EL DON DEL PADRE

“Gracias a Dios por su Don inefable” (2 Corintios 9:15).
 
Lectura: 2 Cor. 9:8-15.
 
¡Silenciosamente, silenciosamente, el Don maravilloso es entregado!
Así Dios imparte a corazones humanos las bendiciones de su cielo.
Ningún oído puede oír su llegada, pero en este oscuro mundo de pecado,
Donde corazones mansos lo reciben, todavía el amado Cristo entra a morar.
 
Phillips Brooks, 1835-93
 
            Muchos himnos navideños hacen referencia al Don maravilloso que nos fue entregado en el día de Navidad (fecha desconocida para nosotros), y señalan que lo que ganamos nosotros, lo perdió el Cielo, es decir, la presencia del Hijo de Dios. Según nuestro pobre entendimiento, habría dejado un gran vacío en las cortes celestiales. Fue una pérdida que el Padre habría acusado profundamente, pues su Hijo ya no estaría a su lado durante muchos años. Nuestra ganancia fue de gran coste al Padre. Perdió la presencia de Aquel que era su encanto y el deleite de sus ojos.
 
La presencia del eterno Hijo de Dios fue el gozo y la alegría del Cielo. Nos preguntamos: “¿Qué contribuía Él a la perfección del Cielo? ¿Qué aportaba? ¿Luz? ¿Gloria? ¿Paz? ¿Dirección y propósito? ¿Comunión?
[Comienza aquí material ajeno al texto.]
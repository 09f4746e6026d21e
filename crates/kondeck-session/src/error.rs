//! Error types for the session layer.

use kondeck_engine::GameError;
use kondeck_protocol::{ClientId, RoomId};

/// Rejections raised while routing a client request.
///
/// Engine-level failures pass through as [`SessionError::Game`]. All
/// variants are request-local: they are reported to the originating client
/// only and never broadcast.
#[derive(Debug, thiserror::Error)]
pub enum SessionError {
    /// The named room does not exist.
    #[error("room {0} not found")]
    RoomNotFound(RoomId),

    /// The room has no free seat.
    #[error("room {0} is full")]
    RoomFull(RoomId),

    /// The client is already a member of a room.
    #[error("client {0} is already in room {1}")]
    AlreadyInRoom(ClientId, RoomId),

    /// The client is not a member of the named room.
    #[error("client {0} is not in room {1}")]
    NotInRoom(ClientId, RoomId),

    /// Joins are closed while a match is running.
    #[error("a match is in progress in room {0}")]
    MatchInProgress(RoomId),

    /// A game action arrived for a room with no running match.
    #[error("no match is running in room {0}")]
    NoMatchInProgress(RoomId),

    /// The `playerId` in the payload is not the sending connection.
    #[error("player id does not match the sending connection")]
    IdentityMismatch,

    /// A rule violation reported by the game engine.
    #[error(transparent)]
    Game(#[from] GameError),

    /// The hub task is gone.
    #[error("session hub is unavailable")]
    Unavailable,
}
//! The elimination chamber: six draws per life, exactly one of them lethal.

use rand::Rng;

use crate::GameError;

/// Slots in a chamber.
pub const CHAMBER_SIZE: usize = 6;

/// A counted-draw chamber. Armed with exactly one live slot per life,
/// consumed from the back one draw at a time, never reloaded mid-life.
///
/// The structure enforces the lifecycle: [`Chamber::load`] rejects a second
/// arming, and [`Chamber::fire`] runs dry after six draws instead of
/// wrapping around.
#[derive(Debug, Clone, PartialEq, Eq)]
pub struct Chamber {
    slots: [bool; CHAMBER_SIZE],
    /// Draws left; `fire` consumes `slots[remaining - 1]`.
    remaining: usize,
    armed: bool,
}

impl Chamber {
    /// An unarmed chamber: six empty slots.
    pub fn new() -> Self {
        Self {
            slots: [false; CHAMBER_SIZE],
            remaining: CHAMBER_SIZE,
            armed: false,
        }
    }

    /// A freshly armed chamber, live slot chosen uniformly.
    pub fn loaded() -> Self {
        let mut chamber = Self::new();
        chamber.slots[rand::rng().random_range(0..CHAMBER_SIZE)] = true;
        chamber.armed = true;
        chamber
    }

    /// Arms one uniformly random slot. Rejects a second load within the
    /// same life.
    pub fn load(&mut self) -> Result<(), GameError> {
        if self.armed {
            return Err(GameError::ChamberAlreadyLoaded);
        }
        self.slots[rand::rng().random_range(0..CHAMBER_SIZE)] = true;
        self.armed = true;
        Ok(())
    }

    /// Draws the next slot. `Some(true)` is fatal; `None` means the chamber
    /// is exhausted. Irreversible — the consumption order is fixed at load
    /// time.
    pub fn fire(&mut self) -> Option<bool> {
        if self.remaining == 0 {
            return None;
        }
        self.remaining -= 1;
        Some(self.slots[self.remaining])
    }

    /// Draws left in this life.
    pub fn remaining(&self) -> usize {
        self.remaining
    }

    pub fn is_exhausted(&self) -> bool {
        self.remaining == 0
    }

    /// A chamber with the live slot at a known position. Test-only: real
    /// chambers are always armed uniformly.
    #[cfg(test)]
    pub(crate) fn armed_at(pos: usize) -> Self {
        let mut chamber = Self::new();
        chamber.slots[pos] = true;
        chamber.armed = true;
        chamber
    }

    /// An armed chamber that never fires fatally. Test-only.
    #[cfg(test)]
    pub(crate) fn dud() -> Self {
        let mut chamber = Self::new();
        chamber.armed = true;
        chamber
    }
}

impl Default for Chamber {
    fn default() -> Self {
        Self::new()
    }
}

#[cfg(test)]
mod tests {
    use super::*;

    #[test]
    fn test_new_chamber_is_unarmed_and_full() {
        let chamber = Chamber::new();
        assert_eq!(chamber.remaining(), CHAMBER_SIZE);
        assert!(!chamber.is_exhausted());
    }

    #[test]
    fn test_loaded_chamber_has_exactly_one_live_slot() {
        for _ in 0..100 {
            let mut chamber = Chamber::loaded();
            let mut live = 0;
            while let Some(fatal) = chamber.fire() {
                if fatal {
                    live += 1;
                }
            }
            assert_eq!(live, 1);
        }
    }

    #[test]
    fn test_load_twice_is_rejected() {
        let mut chamber = Chamber::loaded();
        assert_eq!(chamber.load(), Err(GameError::ChamberAlreadyLoaded));
    }

    #[test]
    fn test_load_arms_an_unarmed_chamber() {
        let mut chamber = Chamber::new();
        chamber.load().unwrap();
        let fatal_draws: usize = std::iter::from_fn(|| chamber.fire())
            .filter(|&f| f)
            .count();
        assert_eq!(fatal_draws, 1);
    }

    #[test]
    fn test_fire_consumes_from_the_back() {
        let mut chamber = Chamber::armed_at(CHAMBER_SIZE - 1);
        // Live slot is the last one, which is the first draw.
        assert_eq!(chamber.fire(), Some(true));
        assert_eq!(chamber.remaining(), CHAMBER_SIZE - 1);
    }

    #[test]
    fn test_fire_after_exhaustion_returns_none() {
        let mut chamber = Chamber::dud();
        for _ in 0..CHAMBER_SIZE {
            assert!(chamber.fire().is_some());
        }
        assert!(chamber.is_exhausted());
        assert_eq!(chamber.fire(), None);
    }

    #[test]
    fn test_live_slot_position_varies() {
        // The armed position must not be constant. Six positions, 60
        // samples: all-identical is (1/6)^59 — effectively impossible.
        let positions: std::collections::HashSet<usize> = (0..60)
            .map(|_| {
                let mut chamber = Chamber::loaded();
                let mut draw = 0;
                loop {
                    match chamber.fire() {
                        Some(true) => break draw,
                        Some(false) => draw += 1,
                        None => unreachable!("armed chamber ran dry"),
                    }
                }
            })
            .collect();
        assert!(positions.len() > 1);
    }
}
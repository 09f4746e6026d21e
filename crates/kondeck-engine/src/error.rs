//! Error types for the game engine.

use kondeck_protocol::ClientId;

/// Validation failures raised by round and match operations.
///
/// All of these are request-local: they reject a single malformed or
/// out-of-turn action and never represent engine corruption. Operations
/// that return one of these are guaranteed not to have mutated any state.
#[derive(Debug, Clone, PartialEq, Eq, thiserror::Error)]
pub enum GameError {
    /// The actor is not the current turn holder.
    #[error("it is not your turn")]
    NotYourTurn,

    /// Plays are locked until the pending bluff chain resolves through a
    /// trigger pull.
    #[error("actions are restricted until the trigger is pulled")]
    ActionsRestricted,

    /// A played card id is not in the actor's hand.
    #[error("card {0} is not in your hand")]
    CardNotInHand(String),

    /// The referenced card is not among the cards on the table.
    #[error("card {0} is not on the table")]
    CardNotOnTable(String),

    /// There is no play on the table to verify.
    #[error("no cards on the table to verify")]
    NothingToVerify,

    /// More players than a match supports.
    #[error("a match holds at most {0} players")]
    RoomFull(usize),

    /// Fewer players than a match needs.
    #[error("a match needs at least {0} players")]
    NotEnoughPlayers(usize),

    /// The player is not part of the live roster.
    #[error("player {0} not found")]
    PlayerNotFound(ClientId),

    /// The deck cannot cover a full deal for this roster.
    #[error("not enough cards to deal: need {needed}, deck holds {available}")]
    InsufficientCards { needed: usize, available: usize },

    /// A chamber may be armed only once per life.
    #[error("chamber is already loaded")]
    ChamberAlreadyLoaded,

    /// The chamber has no draws left; the player cannot shoot.
    #[error("chamber is exhausted")]
    ChamberExhausted,
}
Todo esto ya estaba presente en el Padre y en el Espíritu. La contribución única del Hijo fue su personalidad. Comparte las características del Padre y del Espíritu, pero se presentan con matices distintos; se expresan de otra manera. El Hijo es manso y humilde, obediente y respetuoso, pero, a la vez, es valiente y dispuesto, a la altura de cualquier desafío. Como David, es Hombre de guerra desde su eterna juventud, siempre librando las batallas de su Padre, siempre victorioso. Es majestuoso en su marcha hacia la batalla. Inspira y motiva a seguirlo. Invoca una respuesta de devoción apasionada en los corazones de los que lo conocen y enciende el deseo de luchar a su lado hasta la muerte, si hace falta. Es leal, fiel, confiado en su Dios hasta más allá de la muerte. Es capaz de dejar su alma eterna en sus manos sin duda alguna de que verá la luz de un nuevo día.
 
Su amor toma la forma de abnegación, de pasión, de entrega a gran coste. El precio que pagó el Padre en su Encarnación fue uno, y el precio del Hijo, otro. Cada uno se expresó de forma única. Lo que destaca del carácter del Hijo es amor servicial, sacrificial, su deleite en obedecer, su pasión al entregarse para hacer la voluntad de Padre, su tremenda fe en que triunfará, porque el Padre está con Él.
 
Cuando Él se ausentó del Cielo, llevó su dinamismo con Él, su disponibilidad para realizar lo que fuese para el honor y la gloria del Padre, su disposición de amor servicial, su amistad leal y cariñosa, su comunicación y comunión, la Palabra de Dios en sus labios, su penetrante veracidad, y su disfrute del Padre, de la Vida en Él, y en la abundancia de su Espíritu. El que era la alegría del Cielo, descendió a este mundo oscuro. Salió del seno del Padre al pecho de María, en Belén.